5 years, 1 month ago.

What is the fastest way to turn-on a GPIO from power-on?

I'm developing a project in mbed for the nRF51822 chip. Currently using the nRF51-DK board for prototyping.

I need the chip to turn on GPIO pin on (setting it high) as fast as possible after start-up. Currently it's taking 350ms looking on my oscilloscope... This seems pretty huge...

My code is not doing anything much beyond starting-up and setting this pin. It sets-up Serial objects & one or two other pins a bit later, but I try to set the pin's initial value as quickly as possible using: - DigitalOut(thePin,1);

What some ways (if any) I could improve this start-up time?

I know that, often, the big delays in start-up are to do with starting oscillators and perhaps the nRF51's DC/DC converter if it's using that.

Are there any standard mbed ways to quickly set a GPIO as fast as possible before any other code is executed?

Any other suggestions to reduce start-up time?

Could you add a pull up resistor?

posted by Andy A 15 Jun 2016

No, the pin is connected where a pull-down resistor is needed. A little more info: The GPIO in question is for a "keep alive" circuit whereby the GPIO sets an LDO enable pin to high therefore keeping the LDO on once the nRF51822 has started.

The purpose here is that the LDO enable is connected to the battery via pushbutton, the user presses the pushbutton and turns the LDO on 1st time (LDO takes 50uS to start). The nRF51822 then begins powering-up (now it has input power from LDO) and it's 1st job is to keep the LDO alive (so it can then turn it off later). A simple RC-discharge circuit keeps the LDO enable line high enough during the time between pushbutton release and nRF51822 GPIO setting high.

So, 350ms is quite a long time for this purpose, still possible, but not ideal. I have read that if using en external clock source the start-up time is increased to between 300-1000ms so I believe this may be the issue. I'm currently looking at changing to the internal oscillator, atleast for start-up....

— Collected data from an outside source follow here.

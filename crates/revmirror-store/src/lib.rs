pub mod config;
pub mod lock;
pub mod paths;

pub use config::Config;
pub use lock::LockGuard;
pub use paths::{RepoPaths, StatePaths};

use std::fs;
use std::io::Write;
use std::path::Path;

/// Atomic write: write to temp file in same dir, then rename.
pub fn write_atomic(path: &Path, data: &[u8]) -> anyhow::Result<()> {
    let parent = path
        .parent()
        .ok_or_else(|| anyhow::anyhow!("no parent dir for {}", path.display()))?;
    fs::create_dir_all(parent)?;
    let mut tmp = tempfile::NamedTempFile::new_in(parent)?;
    tmp.write_all(data)?;
    tmp.flush()?;
    tmp.as_file().sync_all()?;
    tmp.persist(path)?;
    Ok(())
}

/// Load a JSON document, or `None` if the file does not exist.
pub fn read_json<T: serde::de::DeserializeOwned>(path: &Path) -> anyhow::Result<Option<T>> {
    let content = match fs::read_to_string(path) {
        Ok(c) => c,
        Err(e) if e.kind() == std::io::ErrorKind::NotFound => return Ok(None),
        Err(e) => return Err(anyhow::anyhow!("reading {}: {e}", path.display())),
    };
    let value = serde_json::from_str(&content)
        .map_err(|e| anyhow::anyhow!("parsing {}: {e}", path.display()))?;
    Ok(Some(value))
}

/// Serialize as pretty JSON and replace `path` atomically.
pub fn write_json<T: serde::Serialize>(path: &Path, value: &T) -> anyhow::Result<()> {
    let data = serde_json::to_string_pretty(value)?;
    write_atomic(path, data.as_bytes())
}
use clap::Subcommand;
use revmirror_store::{Config, StatePaths};

// ── CLI Schema ──

#[derive(Subcommand)]
pub enum ConfigCmd {
    /// Set a config value
    Set {
        /// Config key (e.g. project_root, secret, tracked_ref)
        key: String,
        /// Config value (true/false/number/string)
        value: String,
    },
    /// Get a config value
    Get {
        /// Config key
        key: String,
    },
    /// Remove a value, restoring its default
    Unset { key: String },
    /// List all config values
    List,
}

// ── Dispatch ──

pub fn run(cmd: ConfigCmd, paths: &StatePaths) -> anyhow::Result<()> {
    match cmd {
        ConfigCmd::Set { key, value } => set(paths, &key, &value),
        ConfigCmd::Get { key } => get(paths, &key),
        ConfigCmd::Unset { key } => unset(paths, &key),
        ConfigCmd::List => list(paths),
    }
}

// ── Command Implementations ──

type ConfigMap = serde_json::Map<String, serde_json::Value>;

fn to_map(config: &Config) -> anyhow::Result<ConfigMap> {
    match serde_json::to_value(config)? {
        serde_json::Value::Object(map) => Ok(map),
        _ => anyhow::bail!("config did not serialize to an object"),
    }
}

fn require_known(key: &str) -> anyhow::Result<()> {
    if !to_map(&Config::default())?.contains_key(key) {
        anyhow::bail!("unknown config key: {key}");
    }
    Ok(())
}

fn require_init(paths: &StatePaths) -> anyhow::Result<()> {
    if !paths.is_initialized() {
        anyhow::bail!("no state at {} (run `revmirror init` first)", paths.root.display());
    }
    Ok(())
}

/// Parse a string value into an appropriate JSON value (bool/number/string).
fn parse_value(s: &str) -> serde_json::Value {
    match s {
        "true" => serde_json::Value::Bool(true),
        "false" => serde_json::Value::Bool(false),
        _ => match s.parse::<u64>() {
            Ok(n) => serde_json::Value::Number(n.into()),
            Err(_) => serde_json::Value::String(s.to_string()),
        },
    }
}

/// Apply `key = value` to the file contents and check the result still
/// deserializes, so a bad value never reaches disk.
fn apply(paths: &StatePaths, key: &str, value: serde_json::Value) -> anyhow::Result<Config> {
    require_known(key)?;
    let mut map = to_map(&Config::load_file(&paths.config_json)?)?;
    map.insert(key.to_string(), value);
    serde_json::from_value(serde_json::Value::Object(map))
        .map_err(|e| anyhow::anyhow!("invalid value for {key}: {e}"))
}

/// `revmirror config set <key> <value>`
pub fn set(paths: &StatePaths, key: &str, value: &str) -> anyhow::Result<()> {
    require_init(paths)?;
    let mut parsed = parse_value(value);
    // Numeric-looking secrets and refs stay strings.
    if matches!(
        key,
        "secret" | "tracked_ref" | "bind" | "buildbot_master" | "buildbot_repository"
    ) {
        parsed = serde_json::Value::String(value.to_string());
    }
    let config = apply(paths, key, parsed)?;
    config.save(paths)?;
    println!("{key} = {}", display_value(key, &to_map(&config)?));
    Ok(())
}

/// `revmirror config unset <key>`
pub fn unset(paths: &StatePaths, key: &str) -> anyhow::Result<()> {
    require_init(paths)?;
    let default = to_map(&Config::default())?;
    let value = default.get(key).cloned().unwrap_or(serde_json::Value::Null);
    let config = apply(paths, key, value)?;
    config.save(paths)?;
    println!("{key} reset");
    Ok(())
}

/// `revmirror config get <key>`
pub fn get(paths: &StatePaths, key: &str) -> anyhow::Result<()> {
    require_init(paths)?;
    require_known(key)?;
    let map = to_map(&Config::load(paths)?)?;
    println!("{}", display_value(key, &map));
    Ok(())
}

/// `revmirror config list`
pub fn list(paths: &StatePaths) -> anyhow::Result<()> {
    require_init(paths)?;
    let map = to_map(&Config::load(paths)?)?;
    for key in map.keys() {
        println!("{key} = {}", display_value(key, &map));
    }
    Ok(())
}

fn display_value(key: &str, map: &ConfigMap) -> String {
    match map.get(key) {
        None | Some(serde_json::Value::Null) => "(not set)".to_string(),
        Some(_) if key == "secret" => "********".to_string(),
        Some(serde_json::Value::String(s)) => s.clone(),
        Some(v) => v.to_string(),
    }
}
use revmirror_mirror::{PendingQueue, RepoLock};
use revmirror_store::paths::is_plain_component;
use revmirror_store::StatePaths;

pub fn execute(paths: &StatePaths, repo: &str, json: bool) -> anyhow::Result<()> {
    if !is_plain_component(repo) {
        anyhow::bail!("invalid repository name: {repo:?}");
    }
    let repo_paths = paths.repo(repo);
    // Waits for a running worker so the listing is consistent.
    let lock = RepoLock::acquire(&repo_paths)?;
    let actions = PendingQueue::new(&repo_paths).load(&lock)?;

    if json {
        println!("{}", serde_json::to_string_pretty(&actions)?);
    } else if actions.is_empty() {
        println!("(queue empty)");
    } else {
        for action in &actions {
            print!("{}", action.hook_line());
        }
    }
    Ok(())
}
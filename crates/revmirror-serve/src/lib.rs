pub mod gate;
pub mod handoff;
pub mod notification;
pub mod signature;

use std::sync::Arc;

use axum::body::Bytes;
use axum::extract::State;
use axum::http::{HeaderMap, StatusCode};
use axum::response::{IntoResponse, Response};
use axum::routing::{get, post};
use axum::{Json, Router};
use tower_http::trace::TraceLayer;

pub use gate::{admit, Admission, GateConfig, Rejection};
pub use handoff::{Handoff, ProcessHandoff};
pub use notification::{Notification, PushPayload, RepoRef};

// ── Config ──

pub struct ServeConfig {
    pub bind: String,
    pub port: u16,
}

// ── App State ──

struct AppState {
    gate: GateConfig,
    handoff: Arc<dyn Handoff>,
}

// ── Entrypoint ──

pub async fn serve(
    config: ServeConfig,
    gate: GateConfig,
    handoff: Arc<dyn Handoff>,
) -> anyhow::Result<()> {
    let app = router(gate, handoff);
    let addr = format!("{}:{}", config.bind, config.port);
    let listener = tokio::net::TcpListener::bind(&addr).await?;
    tracing::info!(%addr, "webhook gate listening");
    axum::serve(listener, app).await?;
    Ok(())
}

/// Build the router (for testing without binding to a port).
pub fn router(gate: GateConfig, handoff: Arc<dyn Handoff>) -> Router {
    let state = Arc::new(AppState { gate, handoff });
    Router::new()
        .route("/health", get(health))
        .route("/webhook", post(post_webhook))
        .layer(TraceLayer::new_for_http())
        .with_state(state)
}

// ── Health ──

async fn health() -> Json<serde_json::Value> {
    Json(serde_json::json!({ "ok": true }))
}

// ── POST /webhook ──

async fn post_webhook(
    State(state): State<Arc<AppState>>,
    headers: HeaderMap,
    body: Bytes,
) -> Response {
    let job = match admit(&state.gate, &headers, &body) {
        Ok(Admission::Pong) => return (StatusCode::OK, "pong").into_response(),
        Ok(Admission::Job(job)) => job,
        Err(rejection) => return rejection.into_response(),
    };

    let repo = job.repo.clone();
    match state.handoff.hand_off(job) {
        Ok(()) => (StatusCode::ACCEPTED, "OK").into_response(),
        Err(e) => {
            tracing::error!(repo = %repo, error = %e, "handoff failed");
            (StatusCode::INTERNAL_SERVER_ERROR, "Handoff failed").into_response()
        }
    }
}

// ── Tests ──

#[cfg(test)]
mod tests {
    use super::*;
    use axum::body::Body;
    use axum::http::Request;
    use revmirror_mirror::{JobEvent, WorkerJob};
    use std::sync::mpsc;
    use std::sync::Mutex;
    use tower::ServiceExt;

    struct ChannelHandoff(Mutex<mpsc::Sender<WorkerJob>>);

    impl Handoff for ChannelHandoff {
        fn hand_off(&self, job: WorkerJob) -> anyhow::Result<()> {
            self.0.lock().unwrap().send(job)?;
            Ok(())
        }
    }

    struct BrokenHandoff;

    impl Handoff for BrokenHandoff {
        fn hand_off(&self, _job: WorkerJob) -> anyhow::Result<()> {
            anyhow::bail!("fork failed")
        }
    }

    const SECRET: &str = "s3cret";

    fn setup() -> (tempfile::TempDir, GateConfig) {
        let tmp = tempfile::tempdir().unwrap();
        std::fs::create_dir(tmp.path().join("reactos.git")).unwrap();
        let gate = GateConfig {
            project_root: Some(tmp.path().to_path_buf()),
            secret: Some(SECRET.into()),
            allow_insecure: false,
        };
        (tmp, gate)
    }

    fn channel_router(gate: GateConfig) -> (Router, mpsc::Receiver<WorkerJob>) {
        let (tx, rx) = mpsc::channel();
        (router(gate, Arc::new(ChannelHandoff(Mutex::new(tx)))), rx)
    }

    fn webhook(event: &str, body: &str) -> Request<Body> {
        let sig = signature::sign(SECRET.as_bytes(), body.as_bytes()).unwrap();
        Request::builder()
            .method("POST")
            .uri("/webhook")
            .header("content-type", "application/json")
            .header("x-forwarded-proto", "https")
            .header("x-hub-signature", sig)
            .header("x-github-event", event)
            .body(Body::from(body.to_string()))
            .unwrap()
    }

    async fn text(resp: Response) -> String {
        let body = axum::body::to_bytes(resp.into_body(), usize::MAX)
            .await
            .unwrap();
        String::from_utf8(body.to_vec()).unwrap()
    }

    fn push_json() -> String {
        serde_json::json!({
            "ref": "refs/heads/master",
            "before": "1111111111111111111111111111111111111111",
            "after": "2222222222222222222222222222222222222222",
            "repository": {"name": "reactos"},
        })
        .to_string()
    }

    #[tokio::test]
    async fn health_returns_ok() {
        let (_tmp, gate) = setup();
        let (app, _rx) = channel_router(gate);
        let resp = app
            .oneshot(Request::builder().uri("/health").body(Body::empty()).unwrap())
            .await
            .unwrap();
        assert_eq!(resp.status(), StatusCode::OK);
        let json: serde_json::Value = serde_json::from_str(&text(resp).await).unwrap();
        assert_eq!(json["ok"], true);
    }

    #[tokio::test]
    async fn push_is_handed_off_and_accepted() {
        let (_tmp, gate) = setup();
        let (app, rx) = channel_router(gate);
        let resp = app.oneshot(webhook("push", &push_json())).await.unwrap();
        assert_eq!(resp.status(), StatusCode::ACCEPTED);
        assert_eq!(text(resp).await, "OK");

        let job = rx.try_recv().unwrap();
        assert_eq!(job.repo, "reactos");
        assert!(matches!(job.event, JobEvent::Push(ref a) if a.after.starts_with("2222")));
    }

    #[tokio::test]
    async fn ping_gets_pong_without_handoff() {
        let (_tmp, gate) = setup();
        let (app, rx) = channel_router(gate);
        let resp = app.oneshot(webhook("ping", "{\"zen\":\"hi\"}")).await.unwrap();
        assert_eq!(resp.status(), StatusCode::OK);
        assert_eq!(text(resp).await, "pong");
        assert!(rx.try_recv().is_err());
    }

    #[tokio::test]
    async fn forged_body_is_rejected_as_plain_text() {
        let (_tmp, gate) = setup();
        let (app, rx) = channel_router(gate);
        let mut req = webhook("push", &push_json());
        let forged = push_json().replace("2222", "3333");
        *req.body_mut() = Body::from(forged);
        let resp = app.oneshot(req).await.unwrap();
        assert_eq!(resp.status(), StatusCode::FORBIDDEN);
        assert_eq!(text(resp).await, "Invalid signature");
        assert!(rx.try_recv().is_err());
    }

    #[tokio::test]
    async fn unknown_repo_is_not_found() {
        let (_tmp, gate) = setup();
        let (app, _rx) = channel_router(gate);
        let body = push_json().replace("reactos", "rosapps");
        let resp = app.oneshot(webhook("push", &body)).await.unwrap();
        assert_eq!(resp.status(), StatusCode::NOT_FOUND);
        assert_eq!(text(resp).await, "Invalid repo: rosapps");
    }

    #[tokio::test]
    async fn handoff_failure_is_a_server_error() {
        let (_tmp, gate) = setup();
        let app = router(gate, Arc::new(BrokenHandoff));
        let resp = app.oneshot(webhook("push", &push_json())).await.unwrap();
        assert_eq!(resp.status(), StatusCode::INTERNAL_SERVER_ERROR);
        assert_eq!(text(resp).await, "Handoff failed");
    }
}
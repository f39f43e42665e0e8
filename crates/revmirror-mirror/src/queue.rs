//! Durable FIFO of post-receive invocations waiting for a successful mirror update.
//!
//! The whole list is read and rewritten as one unit (temp file + rename), and
//! every operation takes the repository lock as proof of exclusive access.

use std::path::PathBuf;

use revmirror_core::PendingAction;
use revmirror_store::RepoPaths;
use serde::{Deserialize, Serialize};

use crate::hook::HookDispatcher;
use crate::RepoLock;

/// On-disk shape of `queue.json`.
#[derive(Debug, Default, Serialize, Deserialize)]
struct QueueFile {
    #[serde(default)]
    actions: Vec<PendingAction>,
}

pub struct PendingQueue {
    path: PathBuf,
}

impl PendingQueue {
    pub fn new(paths: &RepoPaths) -> Self {
        Self {
            path: paths.queue_json.clone(),
        }
    }

    /// Current queue contents in arrival order.
    ///
    /// An unreadable queue file is moved aside to `queue.json.corrupt` and
    /// treated as empty so one bad write cannot wedge the repository.
    pub fn load(&self, _lock: &RepoLock) -> anyhow::Result<Vec<PendingAction>> {
        match revmirror_store::read_json::<QueueFile>(&self.path) {
            Ok(file) => Ok(file.map(|f| f.actions).unwrap_or_default()),
            Err(e) => {
                let aside = self.path.with_extension("json.corrupt");
                tracing::error!(
                    queue = %self.path.display(),
                    moved_to = %aside.display(),
                    error = %e,
                    "discarding unreadable queue"
                );
                std::fs::rename(&self.path, &aside)?;
                Ok(Vec::new())
            }
        }
    }

    /// Replace the persisted queue with `actions`.
    pub fn save(&self, _lock: &RepoLock, actions: &[PendingAction]) -> anyhow::Result<()> {
        let file = QueueFile {
            actions: actions.to_vec(),
        };
        revmirror_store::write_json(&self.path, &file)
    }

    /// Append one action. Returns the new queue length.
    pub fn enqueue(&self, lock: &RepoLock, action: PendingAction) -> anyhow::Result<usize> {
        let mut actions = self.load(lock)?;
        actions.push(action);
        self.save(lock, &actions)?;
        Ok(actions.len())
    }

    pub fn clear(&self, lock: &RepoLock) -> anyhow::Result<()> {
        self.save(lock, &[])
    }

    /// Dispatch every queued action in FIFO order, then clear the queue.
    ///
    /// Hook failures are logged and not retried. Returns the number of
    /// actions dispatched successfully.
    pub fn drain_and_dispatch<H: HookDispatcher + ?Sized>(
        &self,
        lock: &RepoLock,
        hook: &H,
    ) -> anyhow::Result<usize> {
        let actions = self.load(lock)?;
        let mut ok = 0;
        for action in &actions {
            match hook.dispatch(action) {
                Ok(()) => ok += 1,
                Err(e) => tracing::warn!(
                    before = %action.before,
                    after = %action.after,
                    ref_name = %action.ref_name,
                    error = %e,
                    "post-receive dispatch failed"
                ),
            }
        }
        self.clear(lock)?;
        tracing::info!(total = actions.len(), ok, "drained pending actions");
        Ok(ok)
    }
}

#[cfg(test)]
mod tests {
    use super::*;
    use std::cell::RefCell;

    struct RecordingHook {
        seen: RefCell<Vec<PendingAction>>,
        fail_on: Option<String>,
    }

    impl HookDispatcher for RecordingHook {
        fn dispatch(&self, action: &PendingAction) -> anyhow::Result<()> {
            self.seen.borrow_mut().push(action.clone());
            if self.fail_on.as_deref() == Some(action.after.as_str()) {
                anyhow::bail!("hook exited with 1");
            }
            Ok(())
        }
    }

    fn setup() -> (tempfile::TempDir, RepoPaths, PendingQueue) {
        let tmp = tempfile::tempdir().unwrap();
        let paths = RepoPaths::new(tmp.path().join("reactos"));
        let queue = PendingQueue::new(&paths);
        (tmp, paths, queue)
    }

    fn action(n: &str) -> PendingAction {
        PendingAction::new(format!("{n}0"), format!("{n}1"), "refs/heads/master")
    }

    #[test]
    fn missing_queue_is_empty() {
        let (_tmp, paths, queue) = setup();
        let lock = RepoLock::acquire(&paths).unwrap();
        assert!(queue.load(&lock).unwrap().is_empty());
    }

    #[test]
    fn enqueue_preserves_order_across_loads() {
        let (_tmp, paths, queue) = setup();
        let lock = RepoLock::acquire(&paths).unwrap();
        assert_eq!(queue.enqueue(&lock, action("a")).unwrap(), 1);
        assert_eq!(queue.enqueue(&lock, action("b")).unwrap(), 2);
        assert_eq!(queue.enqueue(&lock, action("c")).unwrap(), 3);
        assert_eq!(
            queue.load(&lock).unwrap(),
            vec![action("a"), action("b"), action("c")]
        );
    }

    #[test]
    fn drain_dispatches_fifo_and_clears() {
        let (_tmp, paths, queue) = setup();
        let lock = RepoLock::acquire(&paths).unwrap();
        for n in ["a", "b", "c"] {
            queue.enqueue(&lock, action(n)).unwrap();
        }
        let hook = RecordingHook {
            seen: RefCell::new(Vec::new()),
            fail_on: None,
        };
        assert_eq!(queue.drain_and_dispatch(&lock, &hook).unwrap(), 3);
        assert_eq!(
            hook.seen.into_inner(),
            vec![action("a"), action("b"), action("c")]
        );
        assert!(queue.load(&lock).unwrap().is_empty());
    }

    #[test]
    fn failed_dispatch_is_not_retried() {
        let (_tmp, paths, queue) = setup();
        let lock = RepoLock::acquire(&paths).unwrap();
        queue.enqueue(&lock, action("a")).unwrap();
        queue.enqueue(&lock, action("b")).unwrap();
        let hook = RecordingHook {
            seen: RefCell::new(Vec::new()),
            fail_on: Some("a1".into()),
        };
        assert_eq!(queue.drain_and_dispatch(&lock, &hook).unwrap(), 1);
        assert_eq!(hook.seen.borrow().len(), 2);
        assert!(queue.load(&lock).unwrap().is_empty());
    }

    #[test]
    fn corrupt_queue_is_moved_aside() {
        let (_tmp, paths, queue) = setup();
        let lock = RepoLock::acquire(&paths).unwrap();
        std::fs::write(&paths.queue_json, "a:1:{garbage").unwrap();
        assert!(queue.load(&lock).unwrap().is_empty());
        assert!(paths.queue_json.with_extension("json.corrupt").exists());
        queue.enqueue(&lock, action("a")).unwrap();
        assert_eq!(queue.load(&lock).unwrap(), vec![action("a")]);
    }
}
//! Inbound webhook events.
//!
//! Only the fields the mirror needs are modelled; everything else in the
//! sender's payload is ignored.

use revmirror_core::{Error, PendingAction};
use serde::Deserialize;

#[derive(Debug, Clone, PartialEq, Eq, Deserialize)]
pub struct RepoRef {
    pub name: String,
}

#[derive(Debug, Clone, PartialEq, Eq, Deserialize)]
pub struct PushPayload {
    pub repository: RepoRef,
    pub before: String,
    pub after: String,
    #[serde(rename = "ref")]
    pub ref_name: String,
}

impl PushPayload {
    pub fn action(&self) -> PendingAction {
        PendingAction::new(&self.before, &self.after, &self.ref_name)
    }
}

#[derive(Debug, Deserialize)]
struct PullRequestPayload {
    repository: RepoRef,
}

#[derive(Debug, Clone, PartialEq, Eq)]
pub enum Notification {
    Ping,
    Push(PushPayload),
    PullRequest(RepoRef),
    Other(String),
}

impl Notification {
    /// Classify by event name alone. Payload-carrying events come back
    /// as `Other` until [`Notification::decode`] fills them in.
    pub fn kind(event: &str) -> EventKind {
        match event {
            "ping" => EventKind::Ping,
            "push" => EventKind::Push,
            "pull_request" => EventKind::PullRequest,
            _ => EventKind::Other,
        }
    }

    /// Decode the payload for a `push` or `pull_request` event.
    ///
    /// `body` is either the JSON document itself or a form body carrying it
    /// in a `payload` field, as selected by `form_encoded`.
    pub fn decode(event: &str, body: &[u8], form_encoded: bool) -> Result<Self, Error> {
        let json = if form_encoded {
            form_payload(body).ok_or_else(invalid_payload)?
        } else {
            body.to_vec()
        };
        match Self::kind(event) {
            EventKind::Ping => Ok(Self::Ping),
            EventKind::Push => serde_json::from_slice::<PushPayload>(&json)
                .map(Self::Push)
                .map_err(|_| invalid_payload()),
            EventKind::PullRequest => serde_json::from_slice::<PullRequestPayload>(&json)
                .map(|p| Self::PullRequest(p.repository))
                .map_err(|_| invalid_payload()),
            EventKind::Other => Ok(Self::Other(event.to_string())),
        }
    }

    pub fn repository(&self) -> Option<&str> {
        match self {
            Self::Push(p) => Some(&p.repository.name),
            Self::PullRequest(r) => Some(&r.name),
            Self::Ping | Self::Other(_) => None,
        }
    }
}

#[derive(Debug, Clone, Copy, PartialEq, Eq)]
pub enum EventKind {
    Ping,
    Push,
    PullRequest,
    Other,
}

fn form_payload(body: &[u8]) -> Option<Vec<u8>> {
    url::form_urlencoded::parse(body)
        .find(|(key, _)| key == "payload")
        .map(|(_, value)| value.into_owned().into_bytes())
}

fn invalid_payload() -> Error {
    Error::Protocol("Invalid payload".to_string())
}
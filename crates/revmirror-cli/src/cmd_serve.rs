use std::sync::Arc;

use revmirror_serve::{GateConfig, ProcessHandoff, ServeConfig};
use revmirror_store::{Config, StatePaths};

pub fn execute(paths: &StatePaths, bind: Option<String>, port: Option<u16>) -> anyhow::Result<()> {
    let config = Config::load(paths)?;
    let gate = GateConfig::from(&config);
    if gate.project_root.is_none() || gate.secret.is_none() {
        tracing::warn!("project_root or secret not set; every webhook will be refused");
    }
    if gate.allow_insecure {
        tracing::warn!("allow_insecure is set; webhooks are accepted without TLS");
    }
    paths.ensure_layout()?;

    let serve = ServeConfig {
        bind: bind.unwrap_or(config.bind),
        port: port.unwrap_or(config.port),
    };
    let handoff = Arc::new(ProcessHandoff::current(&paths.root)?);
    tokio::runtime::Runtime::new()?.block_on(revmirror_serve::serve(serve, gate, handoff))
}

posted by CJ Shaw 15 Jun 2016

I can confirm that, having just crudely changed the clock-source in "system_nrf51.c" to the low-frequency clock the device now starts in 100ms.

(File found in mbed-dev/targets/cmsis/TARGET_NORDIC/TARGET_MCU_NRF51822/system_nrf51.c")

This is consistent with the data for an nRF51822 operating with 1.8V Vdd... I know there's lots of options for power-input to this chip & dev. board so I'll investigate whether it's really working at 1.8V next...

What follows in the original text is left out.